1872: Dr. Albert Egbert and Franklin investors created the Eclipse Lubricating Oil Co. in Sugarcreek Township (Franklin), and built a refinery there.
1876: Eclipse purchased by Standard Oil and flourished.
1892: Realignment of Standard Oil Trust activity - all of Standard''s Pennsylvania refining and marketing operations were consolidated under the Atlantic Refining Co.

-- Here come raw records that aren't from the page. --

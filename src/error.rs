use serde::{Deserialize, Serialize};
use std::fmt;

/// Coarse failure category shared by every module error.
#[derive(Debug, Clone, Copy, PartialEq, Eq, Serialize, Deserialize)]
#[serde(rename_all = "snake_case")]
pub enum ErrorKind {
    NotFound,
    Conflict,
    InvalidInput,
    Io,
    /// Parse or analysis failure
    Analysis,
    Cancelled,
}

impl ErrorKind {
    pub fn as_str(self) -> &'static str {
        match self {
            ErrorKind::NotFound => "not_found",
            ErrorKind::Conflict => "conflict",
            ErrorKind::InvalidInput => "invalid_input",
            ErrorKind::Io => "io",
            ErrorKind::Analysis => "analysis",
            ErrorKind::Cancelled => "cancelled",
        }
    }
}

impl fmt::Display for ErrorKind {
    fn fmt(&self, f: &mut fmt::Formatter<'_>) -> fmt::Result {
        f.write_str(self.as_str())
    }
}

/// Kind of an I/O failure: a missing file is `NotFound`, anything else `Io`.
pub fn io_kind(err: &std::io::Error) -> ErrorKind {
    match err.kind() {
        std::io::ErrorKind::NotFound => ErrorKind::NotFound,
        _ => ErrorKind::Io,
    }
}
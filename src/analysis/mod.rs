//! Analysis engine boundary.
//!
//! Sessions and transactions only talk to the [`Analyzer`] trait: parse a
//! document, reparse it after an edit, and produce one diagnostic report
//! over a set of documents. [`SyntaxAnalyzer`] is the built-in engine; it
//! uses tree-sitter grammars to report syntax errors and incremental
//! reparsing to keep per-session trees current.

pub mod diagnostic;
pub mod errors;
pub mod language;
pub mod parser;
pub mod pool;

pub use diagnostic::{AnalysisReport, Diagnostic, Severity};
pub use errors::AnalysisError;
pub use language::language_for_path;
pub use parser::{SourceParser, SyntaxTree, TextChange};

use crate::cancel::CancellationToken;
use std::path::Path;

/// One document handed to [`Analyzer::analyze`].
#[derive(Debug, Clone, Copy)]
pub struct SourceDocument<'a> {
    pub path: &'a Path,
    pub text: &'a str,
    /// Tree already matching `text`, if the caller keeps one
    pub tree: Option<&'a SyntaxTree>,
}

impl<'a> SourceDocument<'a> {
    pub fn new(path: &'a Path, text: &'a str) -> Self {
        Self {
            path,
            text,
            tree: None,
        }
    }

    pub fn with_tree(mut self, tree: Option<&'a SyntaxTree>) -> Self {
        self.tree = tree;
        self
    }
}

pub trait Analyzer: Send + Sync {
    /// Parse a document from scratch. `None` when no grammar applies.
    fn parse(&self, path: &Path, text: &str) -> Result<Option<SyntaxTree>, AnalysisError>;

    /// Produce the tree for `text` from `previous` plus the edit between them.
    fn reparse(
        &self,
        previous: &SyntaxTree,
        change: &TextChange,
        text: &str,
    ) -> Result<SyntaxTree, AnalysisError>;

    /// One report across every document, bounded to `max_diagnostics`.
    fn analyze(
        &self,
        documents: &[SourceDocument<'_>],
        max_diagnostics: usize,
        cancel: &CancellationToken,
    ) -> Result<AnalysisReport, AnalysisError>;
}

/// Tree-sitter backed syntax checker.
#[derive(Debug, Clone, Copy, Default)]
pub struct SyntaxAnalyzer;

impl SyntaxAnalyzer {
    pub fn new() -> Self {
        Self
    }
}

impl Analyzer for SyntaxAnalyzer {
    fn parse(&self, path: &Path, text: &str) -> Result<Option<SyntaxTree>, AnalysisError> {
        match language_for_path(path) {
            Some(language) => parser::parse_for_path(path, language, text).map(Some),
            None => Ok(None),
        }
    }

    fn reparse(
        &self,
        previous: &SyntaxTree,
        change: &TextChange,
        text: &str,
    ) -> Result<SyntaxTree, AnalysisError> {
        let language = previous.language();
        let mut edited = previous.tree().clone();
        edited.edit(&change.input_edit());

        pool::with_parser(language, |parser| parser.parse(text, Some(&edited)))?
            .map(|tree| SyntaxTree::new(language, tree))
            .ok_or_else(|| AnalysisError::ReparseFailed {
                language: format!("{language:?}"),
            })
    }

    fn analyze(
        &self,
        documents: &[SourceDocument<'_>],
        max_diagnostics: usize,
        cancel: &CancellationToken,
    ) -> Result<AnalysisReport, AnalysisError> {
        let mut diagnostics = Vec::new();

        for document in documents {
            if cancel.is_cancelled() {
                return Err(AnalysisError::Cancelled);
            }

            let parsed;
            let tree = match document.tree {
                Some(tree) => tree,
                None => match self.parse(document.path, document.text)? {
                    Some(tree) => {
                        parsed = tree;
                        &parsed
                    }
                    None => continue,
                },
            };

            diagnostics.extend(diagnostic::syntax_diagnostics(
                document.path,
                document.text,
                tree.tree(),
            ));
        }

        Ok(AnalysisReport::from_diagnostics(diagnostics, max_diagnostics))
    }
}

Throughout the balance of the nineteenth century, the
Eclipse did business under its old name, but assumed the Atlantic name in the early twentieth century.

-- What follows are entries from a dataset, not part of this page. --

//! Thread-local parser pooling.
//!
//! Keeps one reusable parser per grammar per thread. A parser is created on
//! first use of its grammar and reused for every later parse and reparse.

use crate::analysis::errors::AnalysisError;
use crate::analysis::parser::SourceParser;
use ast_grep_language::SupportLang;
use std::cell::RefCell;
use std::collections::HashMap;

thread_local! {
    // Keyed by the grammar's debug name; SupportLang is not guaranteed to be Hash.
    static PARSERS: RefCell<HashMap<String, SourceParser>> = RefCell::new(HashMap::new());
}

/// Execute `f` with the pooled parser for `language`.
pub fn with_parser<F, R>(language: SupportLang, f: F) -> Result<R, AnalysisError>
where
    F: FnOnce(&mut SourceParser) -> R,
{
    PARSERS.with(|cell| {
        let mut parsers = cell.borrow_mut();
        let key = format!("{language:?}");
        let parser = match parsers.entry(key) {
            std::collections::hash_map::Entry::Occupied(entry) => entry.into_mut(),
            std::collections::hash_map::Entry::Vacant(entry) => {
                entry.insert(SourceParser::new(language)?)
            }
        };
        Ok(f(parser))
    })
}

/// Number of grammars with a pooled parser on this thread.
pub fn pooled_count() -> usize {
    PARSERS.with(|cell| cell.borrow().len())
}
use super::diff::{self, DiffResult};
use super::sync::{self, SyncInputs, SyncState};
use crate::analysis::{
    AnalysisError, AnalysisReport, Analyzer, SourceDocument, SyntaxTree, TextChange,
};
use crate::cancel::CancellationToken;
use crate::edit::{self, EditError, TextEdit};
use crate::error::{self, ErrorKind};
use crate::hash::ContentHash;
use crate::position;
use crate::store::SessionRecord;
use parking_lot::Mutex;
use serde::Serialize;
use std::fs;
use std::io;
use std::path::{Path, PathBuf};
use thiserror::Error;
use tracing::{debug, info, warn};

#[derive(Error, Debug)]
pub enum SessionError {
    #[error("failed to read {}: {source}", path.display())]
    Read {
        path: PathBuf,
        #[source]
        source: io::Error,
    },

    #[error("{} is not valid UTF-8 text", path.display())]
    NotUtf8 { path: PathBuf },

    #[error("generation conflict: expected {expected}, actual {actual}")]
    GenerationConflict { expected: u64, actual: u64 },

    #[error("invalid edits: {0}")]
    InvalidEdits(#[source] EditError),

    #[error("failed to write {}: {source}", path.display())]
    Write {
        path: PathBuf,
        #[source]
        source: EditError,
    },

    #[error("commit refused: file is {state} on disk; commit with override to replace it")]
    CommitConflict { state: SyncState },

    #[error(transparent)]
    Analysis(#[from] AnalysisError),

    #[error("operation cancelled")]
    Cancelled,
}
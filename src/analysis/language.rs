//! Grammar selection by file extension.
//!
//! Grammars come from ast-grep-language's built-in `SupportLang` set rather
//! than from individual tree-sitter grammar crates.

pub use ast_grep_language::SupportLang;
use std::path::Path;

/// Pick the grammar for a document, or `None` for plain text.
pub fn language_for_path(path: &Path) -> Option<SupportLang> {
    let extension = path.extension()?.to_str()?.to_ascii_lowercase();
    let language = match extension.as_str() {
        "rs" => SupportLang::Rust,
        "py" | "pyi" => SupportLang::Python,
        "js" | "mjs" | "cjs" | "jsx" => SupportLang::JavaScript,
        "ts" | "mts" | "cts" => SupportLang::TypeScript,
        "tsx" => SupportLang::Tsx,
        "go" => SupportLang::Go,
        "java" => SupportLang::Java,
        "c" | "h" => SupportLang::C,
        "cc" | "cpp" | "cxx" | "hpp" | "hh" => SupportLang::Cpp,
        "json" => SupportLang::Json,
        _ => return None,
    };
    Some(language)
}
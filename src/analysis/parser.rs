use crate::analysis::errors::AnalysisError;
use ast_grep_language::{LanguageExt, SupportLang};
use std::path::Path;
use tree_sitter::{InputEdit, Parser, Point, Tree};

/// Tree-sitter parser bound to one grammar.
pub struct SourceParser {
    parser: Parser,
    language: SupportLang,
}

impl SourceParser {
    pub fn new(language: SupportLang) -> Result<Self, AnalysisError> {
        let mut parser = Parser::new();
        // Get the tree-sitter Language from ast-grep-language
        let ts_lang = language.get_ts_language();
        parser
            .set_language(&ts_lang)
            .map_err(|_| AnalysisError::LanguageSet {
                language: format!("{language:?}"),
            })?;

        Ok(Self { parser, language })
    }

    pub fn language(&self) -> SupportLang {
        self.language
    }

    /// Parse `source`, reusing `previous` for incremental parsing when given.
    ///
    /// `previous` must already have been adjusted with [`Tree::edit`].
    pub fn parse(&mut self, source: &str, previous: Option<&Tree>) -> Option<Tree> {
        self.parser.parse(source, previous)
    }
}

/// A parse tree together with the grammar that produced it.
///
/// This is the per-document analysis context: it lives only in memory and
/// is rebuilt from text whenever a session is reloaded.
#[derive(Clone)]
pub struct SyntaxTree {
    language: SupportLang,
    tree: Tree,
}

impl SyntaxTree {
    pub(crate) fn new(language: SupportLang, tree: Tree) -> Self {
        Self { language, tree }
    }

    pub fn language(&self) -> SupportLang {
        self.language
    }

    pub fn tree(&self) -> &Tree {
        &self.tree
    }

    pub fn has_errors(&self) -> bool {
        self.tree.root_node().has_error()
    }
}

impl std::fmt::Debug for SyntaxTree {
    fn fmt(&self, f: &mut std::fmt::Formatter<'_>) -> std::fmt::Result {
        f.debug_struct("SyntaxTree")
            .field("language", &self.language)
            .field("root", &self.tree.root_node().kind())
            .finish()
    }
}

/// The single contiguous region that differs between two snapshots,
/// expressed the way tree-sitter wants it for incremental reparsing.
#[derive(Debug, Clone, Copy, PartialEq, Eq)]
pub struct TextChange {
    pub start_byte: usize,
    pub old_end_byte: usize,
    pub new_end_byte: usize,
    pub start_point: Point,
    pub old_end_point: Point,
    pub new_end_point: Point,
}

impl TextChange {
    /// Describe the edit turning `old` into `new`, or `None` if equal.
    ///
    /// The region is bounded by the longest common prefix and suffix, both
    /// cut at character boundaries.
    pub fn between(old: &str, new: &str) -> Option<Self> {
        if old == new {
            return None;
        }

        let prefix: usize = old
            .chars()
            .zip(new.chars())
            .take_while(|(a, b)| a == b)
            .map(|(a, _)| a.len_utf8())
            .sum();

        let mut suffix = old.as_bytes()[prefix..]
            .iter()
            .rev()
            .zip(new.as_bytes()[prefix..].iter().rev())
            .take_while(|(a, b)| a == b)
            .count();
        while suffix > 0
            && !(old.is_char_boundary(old.len() - suffix) && new.is_char_boundary(new.len() - suffix))
        {
            suffix -= 1;
        }

        let old_end = old.len() - suffix;
        let new_end = new.len() - suffix;
        Some(Self {
            start_byte: prefix,
            old_end_byte: old_end,
            new_end_byte: new_end,
            start_point: point_at(old, prefix),
            old_end_point: point_at(old, old_end),
            new_end_point: point_at(new, new_end),
        })
    }

    pub(crate) fn input_edit(&self) -> InputEdit {
        InputEdit {
            start_byte: self.start_byte,
            old_end_byte: self.old_end_byte,
            new_end_byte: self.new_end_byte,
            start_position: self.start_point,
            old_end_position: self.old_end_point,
            new_end_position: self.new_end_point,
        }
    }
}

/// Row and byte column of `offset` in `text`.
fn point_at(text: &str, offset: usize) -> Point {
    let before = &text.as_bytes()[..offset];
    let row = before.iter().filter(|b| **b == b'\n').count();
    let line_start = before
        .iter()
        .rposition(|b| *b == b'\n')
        .map_or(0, |i| i + 1);
    Point::new(row, offset - line_start)
}

/// Parse a file's text if its extension maps to a known grammar.
pub(crate) fn parse_for_path(
    path: &Path,
    language: SupportLang,
    text: &str,
) -> Result<SyntaxTree, AnalysisError> {
    crate::analysis::pool::with_parser(language, |parser| parser.parse(text, None))?
        .map(|tree| SyntaxTree::new(language, tree))
        .ok_or_else(|| AnalysisError::ParseFailed {
            path: path.to_path_buf(),
        })
}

1911: Breakup of Standard Oil, Standard marketed Atlantic brand gasoline and motor oil across Pennsylvania.
While the Franklin Eclipse refinery shut down in 1937, Atlantic gas stations remained popular throughout the state until acquired by Sunoco in 1988.
ATLANTIC PART II
The refining industry was grossly overbuilt and inefficient in the early 1870''s.

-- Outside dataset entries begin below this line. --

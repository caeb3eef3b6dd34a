//! Versioned in-memory editing sessions.

pub mod diff;
mod document;
pub mod sync;

pub use diff::{DiffResult, LineChange};
pub use document::{
    CommitOutcome, ContentUpdate, DocumentSession, SessionError, SessionOverview, Snapshot,
    SnapshotContext, StatusReport,
};
pub use sync::SyncState;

Recognizing the dire need to consolidate and rationalize the petroleum refining industry, Charles Lockhart (Atlantic Refining) recommended the "Pittsburgh Plan" for consolidation to the refiners of New York, Cleveland, and the Oil Region at a meeting in Titusville in May 1872.
This would lead to a National Refiners Association and the combining of the refining properties owned jointly by Charles Lockhart, William Frew and William Warden in Pittsburgh and Philadelphia with that of John D. Rockefeller''s Standard Oil in October 1874.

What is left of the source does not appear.